A vida que nunca tive e por isso comprei o gato
Data 21/08/2025 18:04:14 | Tópico: Poemas
| O meu nome é Rita. Vivo num pequeno apartamento com vista para lugar algum, numa cidade que raramente aparece no discurso de quem não a habita.
Tenho um gato que prefere vaguear pela noite a fazer-me companhia nas horas que lhe ficaram, implicitamente, contratadas.
Ainda me debato com questões filosóficas demasiado comuns. Entretenho-me, sobretudo, com os gregos antigos. Prefiro-os: Parménides, a quem acho muita piada; Diógenes, que é profundamente tonto; e Xenófanes, que dormita, imagine-se, na mesinha de cabeceira de madeira de nogueira.

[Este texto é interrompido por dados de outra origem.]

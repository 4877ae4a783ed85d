use signal_chart::config::{ChartConfig, DashboardConfig, SignalConfig};
use signal_chart::domain::errors::ErrorKind;
use wasm_bindgen_test::*;

#[wasm_bindgen_test]
fn empty_object_gives_defaults() {
    let config = DashboardConfig::from_json("{}").unwrap();
    assert_eq!(config, DashboardConfig::default());
    assert_eq!(config.chart.bar_count, 50);
    assert_eq!(config.chart.ma_window, 10);
    assert_eq!(config.signals.tick_interval_ms, 15_000);
    assert_eq!(config.signals.history_capacity, 20);
}

#[wasm_bindgen_test]
fn partial_override_keeps_other_defaults() {
    let config = DashboardConfig::from_json(r#"{"chart": {"bar_count": 80}, "signals": {"open_hour": 8}}"#).unwrap();
    assert_eq!(config.chart.bar_count, 80);
    assert_eq!(config.chart.start_price, 1.0850);
    assert_eq!(config.signals.open_hour, 8);
    assert_eq!(config.signals.close_hour, 18);
}

#[test]
fn round_trips_through_json() {
    let config = DashboardConfig {
        chart: ChartConfig { seed_by_asset: true, ..ChartConfig::default() },
        signals: SignalConfig { payout_ratio: 0.9, ..SignalConfig::default() },
    };
    let json = config.to_json().unwrap();
    assert_eq!(DashboardConfig::from_json(&json).unwrap(), config);
}

#[test]
fn malformed_json_is_a_configuration_error() {
    let err = DashboardConfig::from_json("{ not json").unwrap_err();
    assert_eq!(err.kind(), ErrorKind::Configuration);
}

#[test]
fn inconsistent_values_rejected() {
    let cases = [
        r#"{"chart": {"bar_count": 0}}"#,
        r#"{"chart": {"ma_window": 51}}"#,
        r#"{"chart": {"start_price": -1.0}}"#,
        r#"{"signals": {"emission_probability": 1.5}}"#,
        r#"{"signals": {"open_hour": 18, "close_hour": 9}}"#,
        r#"{"signals": {"default_investment": -5.0}}"#,
        r#"{"signals": {"default_investment": 0.0}}"#,
        r#"{"signals": {"payout_ratio": -2.0}}"#,
        r#"{"signals": {"market_check_interval_ms": 0}}"#,
        r#"{"signals": {"history_capacity": 0}}"#,
        r#"{"signals": {"default_investment": -5.0, "emission_probability": 1.0, "payout_ratio": -2.0}}"#,
        r#"{"chart": {"margin": -1.0}}"#,
    ];
    for case in cases {
        let err = DashboardConfig::from_json(case).unwrap_err();
        assert_eq!(err.kind(), ErrorKind::Configuration, "{}", case);
    }
}

#[test]
fn non_finite_numbers_rejected() {
    let charts = [
        ChartConfig { max_step: f64::NAN, ..ChartConfig::default() },
        ChartConfig { wick_jitter: f64::INFINITY, ..ChartConfig::default() },
        ChartConfig { margin: f64::NAN, ..ChartConfig::default() },
    ];
    for chart in charts {
        assert_eq!(chart.validate().unwrap_err().kind(), ErrorKind::Configuration);
    }

    let signals = [
        SignalConfig { default_investment: f64::NAN, ..SignalConfig::default() },
        SignalConfig { default_investment: f64::INFINITY, ..SignalConfig::default() },
        SignalConfig { payout_ratio: f64::NAN, ..SignalConfig::default() },
    ];
    for config in signals {
        assert_eq!(config.validate().unwrap_err().kind(), ErrorKind::Configuration);
    }
}
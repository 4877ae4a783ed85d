use chrono::NaiveTime;
use serde::{Deserialize, Serialize};
use std::collections::VecDeque;
use strum::{AsRefStr, Display, EnumIter, EnumString};

use crate::domain::market_data::Asset;

/// Direction of a binary-option style signal
#[derive(Debug, Clone, Copy, PartialEq, Eq, Hash, Display, EnumIter, EnumString, AsRefStr, Serialize, Deserialize)]
pub enum SignalDirection {
    #[strum(serialize = "CALL")]
    #[serde(rename = "CALL")]
    Call,
    #[strum(serialize = "PUT")]
    #[serde(rename = "PUT")]
    Put,
}

/// Settled outcome of a signal, when known
#[derive(Debug, Clone, Copy, PartialEq, Eq, Display, Serialize, Deserialize)]
#[serde(rename_all = "lowercase")]
pub enum SignalOutcome {
    #[strum(serialize = "win")]
    Win,
    #[strum(serialize = "loss")]
    Loss,
}

/// Domain entity - freshly emitted signal
#[derive(Debug, Clone, PartialEq, Serialize, Deserialize)]
pub struct Signal {
    pub direction: SignalDirection,
    pub asset: Asset,
    /// Percent, 70..=99
    pub confidence: u8,
    pub estimated_profit: f64,
}

/// One row of the signal history
#[derive(Debug, Clone, PartialEq, Serialize, Deserialize)]
pub struct SignalRecord {
    pub time: NaiveTime,
    pub direction: SignalDirection,
    pub asset: Asset,
    pub result: Option<SignalOutcome>,
    pub profit: Option<f64>,
}

impl SignalRecord {
    pub fn from_signal(signal: &Signal, time: NaiveTime) -> Self {
        Self {
            time,
            direction: signal.direction,
            asset: signal.asset.clone(),
            result: None,
            profit: None,
        }
    }

    /// `HH:MM:SS`, as shown in the history panel
    pub fn time_label(&self) -> String {
        self.time.format("%H:%M:%S").to_string()
    }
}

/// Bounded history, newest record first
#[derive(Debug, Clone, PartialEq)]
pub struct SignalHistory {
    records: VecDeque<SignalRecord>,
    capacity: usize,
}

impl SignalHistory {
    pub fn new(capacity: usize) -> Self {
        Self { records: VecDeque::with_capacity(capacity), capacity }
    }

    pub fn push(&mut self, record: SignalRecord) {
        if self.capacity == 0 {
            return;
        }
        self.records.push_front(record);
        self.records.truncate(self.capacity);
    }

    pub fn latest(&self) -> Option<&SignalRecord> {
        self.records.front()
    }

    pub fn iter(&self) -> impl Iterator<Item = &SignalRecord> {
        self.records.iter()
    }

    pub fn len(&self) -> usize {
        self.records.len()
    }

    pub fn is_empty(&self) -> bool {
        self.records.is_empty()
    }

    pub fn capacity(&self) -> usize {
        self.capacity
    }

    /// Settle the record at `index` (0 = newest)
    pub fn settle(&mut self, index: usize, outcome: SignalOutcome, profit: f64) -> bool {
        match self.records.get_mut(index) {
            Some(record) => {
                record.result = Some(outcome);
                record.profit = Some(profit);
                true
            }
            None => false,
        }
    }

    /// Share of settled records that won, if any are settled
    pub fn win_rate(&self) -> Option<f64> {
        let settled: Vec<_> = self.records.iter().filter_map(|r| r.result).collect();
        if settled.is_empty() {
            return None;
        }
        let wins = settled.iter().filter(|o| **o == SignalOutcome::Win).count();
        Some(wins as f64 / settled.len() as f64)
    }

    pub fn clear(&mut self) {
        self.records.clear();
    }
}
pub mod chart_service;
pub mod signal_feed;

pub use chart_service::{ChartService, RenderSummary};
pub use signal_feed::{SignalFeed, TickOutcome};
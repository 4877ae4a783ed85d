use chrono::{NaiveTime, Timelike};
use rand::Rng;

use crate::config::SignalConfig;
use crate::domain::{
    errors::DomainResult,
    logging::LogComponent,
    market_data::Asset,
    signal::{MarketEvent, MarketHours, Signal, SignalEngine, SignalHistory, SignalRecord},
};
use crate::{log_debug, log_info};

/// Result of one timer tick
#[derive(Debug, Clone, PartialEq)]
pub enum TickOutcome {
    MarketClosed,
    NoSignal,
    Emitted(Signal),
}

/// Periodic signal simulation: session check, dice roll, history update
pub struct SignalFeed {
    engine: SignalEngine,
    hours: MarketHours,
    history: SignalHistory,
    asset: Asset,
    investment: Option<f64>,
    default_investment: f64,
    current: Option<Signal>,
}

impl SignalFeed {
    pub fn new(config: &SignalConfig) -> DomainResult<Self> {
        config.validate()?;
        Ok(Self {
            engine: SignalEngine::from_config(config),
            hours: config.market_hours(),
            history: SignalHistory::new(config.history_capacity),
            asset: Asset::default(),
            investment: None,
            default_investment: config.default_investment,
            current: None,
        })
    }

    pub fn set_asset(&mut self, asset: Asset) {
        self.asset = asset;
    }

    /// Stake used for the profit estimate; `None` falls back to the default
    pub fn set_investment(&mut self, amount: Option<f64>) {
        self.investment = amount.filter(|a| a.is_finite() && *a > 0.0);
    }

    pub fn history(&self) -> &SignalHistory {
        &self.history
    }

    pub fn history_mut(&mut self) -> &mut SignalHistory {
        &mut self.history
    }

    /// Last emitted signal, kept until a newer one replaces it
    pub fn current(&self) -> Option<&Signal> {
        self.current.as_ref()
    }

    pub fn is_market_open(&self, now: NaiveTime) -> bool {
        self.hours.is_open(now.hour())
    }

    /// Session boundary announcement for the minute-level check
    pub fn market_event(&self, now: NaiveTime) -> Option<MarketEvent> {
        self.hours.transition(now.hour(), now.minute())
    }

    pub fn tick<R: Rng + ?Sized>(&mut self, now: NaiveTime, rng: &mut R) -> TickOutcome {
        if !self.is_market_open(now) {
            log_debug!(LogComponent::Application("SignalFeed"), "market closed at {}", now);
            return TickOutcome::MarketClosed;
        }

        let investment = self.investment.unwrap_or(self.default_investment);
        let Some(signal) = self.engine.evaluate(rng, &self.asset, investment) else {
            return TickOutcome::NoSignal;
        };

        log_info!(
            LogComponent::Application("SignalFeed"),
            "📈 New {} signal on {} ({}%, est. {:.2})",
            signal.direction,
            signal.asset,
            signal.confidence,
            signal.estimated_profit
        );
        self.history.push(SignalRecord::from_signal(&signal, now));
        self.current = Some(signal.clone());
        TickOutcome::Emitted(signal)
    }
}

Gosto de beber coca-cola zero aos domingos de manhã; talvez um pequeno interlúdio da vida que nunca tive.
Dantes gostava de croissants, mas perdi-lhe o gosto porque me aborreci do nome.
Sinto-me particularmente grata (ah!, esta coisa horrível que é a gratidão!) pela vida que nunca tive: sucesso, uma petite promenade à beira-mar, um gabinete com vista para as traseiras e uma chart de queijo com as vendas da semana; os amigos Zé e Chico, a Alicinha e a menina Paula.
No fundo, foi por isso que comprei o gato.